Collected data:
══════════

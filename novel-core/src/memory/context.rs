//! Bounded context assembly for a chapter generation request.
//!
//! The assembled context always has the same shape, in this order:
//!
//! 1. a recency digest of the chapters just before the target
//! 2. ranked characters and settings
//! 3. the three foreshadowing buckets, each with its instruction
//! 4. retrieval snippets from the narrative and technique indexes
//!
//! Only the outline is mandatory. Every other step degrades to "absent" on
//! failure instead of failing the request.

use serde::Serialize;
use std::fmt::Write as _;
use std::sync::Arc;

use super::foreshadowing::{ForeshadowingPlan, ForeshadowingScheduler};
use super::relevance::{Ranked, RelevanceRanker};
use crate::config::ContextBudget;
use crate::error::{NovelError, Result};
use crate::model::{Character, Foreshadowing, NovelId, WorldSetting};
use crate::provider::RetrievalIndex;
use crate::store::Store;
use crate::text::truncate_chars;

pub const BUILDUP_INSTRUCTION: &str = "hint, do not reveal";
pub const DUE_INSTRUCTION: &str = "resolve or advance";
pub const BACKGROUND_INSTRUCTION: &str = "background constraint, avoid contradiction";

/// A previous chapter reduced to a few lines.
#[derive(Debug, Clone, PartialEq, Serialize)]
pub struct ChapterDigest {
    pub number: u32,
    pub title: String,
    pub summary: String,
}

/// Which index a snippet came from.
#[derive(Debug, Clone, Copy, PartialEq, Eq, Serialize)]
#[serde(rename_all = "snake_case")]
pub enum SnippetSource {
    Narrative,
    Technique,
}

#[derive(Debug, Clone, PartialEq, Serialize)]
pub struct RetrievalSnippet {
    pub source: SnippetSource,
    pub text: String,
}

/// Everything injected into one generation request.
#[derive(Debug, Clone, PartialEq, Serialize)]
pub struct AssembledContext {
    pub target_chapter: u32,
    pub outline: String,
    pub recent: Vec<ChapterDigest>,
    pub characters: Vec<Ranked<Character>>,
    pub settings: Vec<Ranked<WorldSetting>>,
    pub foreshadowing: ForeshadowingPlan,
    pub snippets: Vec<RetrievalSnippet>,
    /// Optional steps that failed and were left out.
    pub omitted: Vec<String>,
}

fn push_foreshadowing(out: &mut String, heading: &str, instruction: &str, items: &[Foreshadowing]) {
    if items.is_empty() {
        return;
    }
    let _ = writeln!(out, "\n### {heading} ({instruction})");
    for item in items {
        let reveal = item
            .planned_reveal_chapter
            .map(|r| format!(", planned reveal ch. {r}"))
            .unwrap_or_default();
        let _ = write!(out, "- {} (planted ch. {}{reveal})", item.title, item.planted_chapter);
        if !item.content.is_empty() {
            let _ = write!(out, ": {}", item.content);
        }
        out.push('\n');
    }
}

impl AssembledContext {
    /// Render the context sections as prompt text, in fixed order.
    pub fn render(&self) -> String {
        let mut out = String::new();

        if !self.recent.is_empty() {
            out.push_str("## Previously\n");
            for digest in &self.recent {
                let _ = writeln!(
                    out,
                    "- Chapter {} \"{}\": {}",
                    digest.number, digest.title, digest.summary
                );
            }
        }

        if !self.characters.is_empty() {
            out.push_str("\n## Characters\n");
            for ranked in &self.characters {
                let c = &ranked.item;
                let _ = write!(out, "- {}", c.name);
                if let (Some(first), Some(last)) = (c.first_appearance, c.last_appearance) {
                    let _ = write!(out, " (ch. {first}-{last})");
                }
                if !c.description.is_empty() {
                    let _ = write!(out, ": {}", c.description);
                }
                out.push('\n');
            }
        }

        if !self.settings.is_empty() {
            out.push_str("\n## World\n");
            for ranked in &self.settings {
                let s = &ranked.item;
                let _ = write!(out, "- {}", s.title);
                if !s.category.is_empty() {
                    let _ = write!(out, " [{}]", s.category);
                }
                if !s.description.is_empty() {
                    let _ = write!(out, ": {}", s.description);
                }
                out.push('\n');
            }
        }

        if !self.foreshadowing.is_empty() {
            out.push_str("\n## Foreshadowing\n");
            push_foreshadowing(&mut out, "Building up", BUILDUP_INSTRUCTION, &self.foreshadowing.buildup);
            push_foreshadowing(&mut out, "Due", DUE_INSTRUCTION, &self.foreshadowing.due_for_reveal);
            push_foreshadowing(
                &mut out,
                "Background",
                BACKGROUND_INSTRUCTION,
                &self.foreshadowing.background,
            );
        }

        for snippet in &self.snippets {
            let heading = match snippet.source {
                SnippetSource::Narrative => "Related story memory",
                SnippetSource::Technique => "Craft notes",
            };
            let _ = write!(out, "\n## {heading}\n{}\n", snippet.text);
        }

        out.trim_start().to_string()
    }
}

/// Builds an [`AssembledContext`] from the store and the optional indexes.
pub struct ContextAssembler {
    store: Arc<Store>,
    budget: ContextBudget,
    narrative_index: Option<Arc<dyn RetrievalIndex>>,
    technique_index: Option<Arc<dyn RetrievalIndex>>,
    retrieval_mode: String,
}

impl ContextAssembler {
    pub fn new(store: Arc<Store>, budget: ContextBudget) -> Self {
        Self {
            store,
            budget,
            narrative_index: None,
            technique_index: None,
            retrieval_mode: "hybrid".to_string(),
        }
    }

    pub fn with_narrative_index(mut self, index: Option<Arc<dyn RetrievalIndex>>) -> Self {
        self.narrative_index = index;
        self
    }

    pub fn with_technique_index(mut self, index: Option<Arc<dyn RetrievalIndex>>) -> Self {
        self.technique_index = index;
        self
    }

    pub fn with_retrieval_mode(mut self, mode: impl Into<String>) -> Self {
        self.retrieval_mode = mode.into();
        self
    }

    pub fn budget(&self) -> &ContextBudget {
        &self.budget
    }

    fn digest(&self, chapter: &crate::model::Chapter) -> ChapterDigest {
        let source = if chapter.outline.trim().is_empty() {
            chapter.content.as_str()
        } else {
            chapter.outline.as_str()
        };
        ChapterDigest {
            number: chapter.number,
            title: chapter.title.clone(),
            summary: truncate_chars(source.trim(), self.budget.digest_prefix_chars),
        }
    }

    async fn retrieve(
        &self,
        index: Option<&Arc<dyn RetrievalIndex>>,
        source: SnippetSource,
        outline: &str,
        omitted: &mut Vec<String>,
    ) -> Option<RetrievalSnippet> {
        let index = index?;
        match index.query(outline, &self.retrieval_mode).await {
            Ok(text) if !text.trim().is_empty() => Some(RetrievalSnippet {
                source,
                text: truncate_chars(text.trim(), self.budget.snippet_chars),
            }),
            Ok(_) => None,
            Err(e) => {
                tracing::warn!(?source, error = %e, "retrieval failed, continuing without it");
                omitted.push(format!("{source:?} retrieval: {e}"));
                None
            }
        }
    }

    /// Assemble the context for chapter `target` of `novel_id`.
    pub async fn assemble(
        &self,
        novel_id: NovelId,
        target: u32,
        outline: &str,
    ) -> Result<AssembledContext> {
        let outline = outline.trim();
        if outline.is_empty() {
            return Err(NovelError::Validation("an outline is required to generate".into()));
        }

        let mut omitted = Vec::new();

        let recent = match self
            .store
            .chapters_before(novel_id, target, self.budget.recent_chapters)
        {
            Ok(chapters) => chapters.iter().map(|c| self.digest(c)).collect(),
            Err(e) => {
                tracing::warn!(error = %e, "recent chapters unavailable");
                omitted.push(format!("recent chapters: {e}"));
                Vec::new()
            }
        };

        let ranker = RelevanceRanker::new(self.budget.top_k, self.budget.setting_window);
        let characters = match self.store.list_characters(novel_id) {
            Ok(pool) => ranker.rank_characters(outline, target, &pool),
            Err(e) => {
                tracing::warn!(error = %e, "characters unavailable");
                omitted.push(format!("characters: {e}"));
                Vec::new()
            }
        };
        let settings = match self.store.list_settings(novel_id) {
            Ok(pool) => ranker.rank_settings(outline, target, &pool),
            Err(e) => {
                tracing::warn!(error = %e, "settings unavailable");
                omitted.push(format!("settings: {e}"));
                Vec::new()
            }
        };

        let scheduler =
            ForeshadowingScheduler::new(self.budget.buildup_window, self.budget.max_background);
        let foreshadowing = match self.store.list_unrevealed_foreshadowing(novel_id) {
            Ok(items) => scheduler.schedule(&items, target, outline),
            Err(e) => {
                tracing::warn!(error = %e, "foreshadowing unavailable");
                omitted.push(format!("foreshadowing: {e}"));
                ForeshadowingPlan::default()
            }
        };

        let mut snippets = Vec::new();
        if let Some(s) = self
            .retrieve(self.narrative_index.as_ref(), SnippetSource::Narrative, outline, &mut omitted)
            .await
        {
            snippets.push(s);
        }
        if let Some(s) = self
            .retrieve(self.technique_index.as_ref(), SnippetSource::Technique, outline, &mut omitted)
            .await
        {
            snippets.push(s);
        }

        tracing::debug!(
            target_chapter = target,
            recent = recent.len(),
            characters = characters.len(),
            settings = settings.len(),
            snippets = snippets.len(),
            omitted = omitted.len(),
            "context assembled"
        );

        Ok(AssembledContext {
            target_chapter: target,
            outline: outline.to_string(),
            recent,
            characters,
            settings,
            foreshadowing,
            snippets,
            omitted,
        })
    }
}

══════════

#### [Exercise goal]
Copy out each line of the entries that holds "RelevanceRanker".

#### [Exercise output]
use super::relevance::{Ranked, RelevanceRanker};
        let ranker = RelevanceRanker::new(self.budget.top_k, self.budget.setting_window);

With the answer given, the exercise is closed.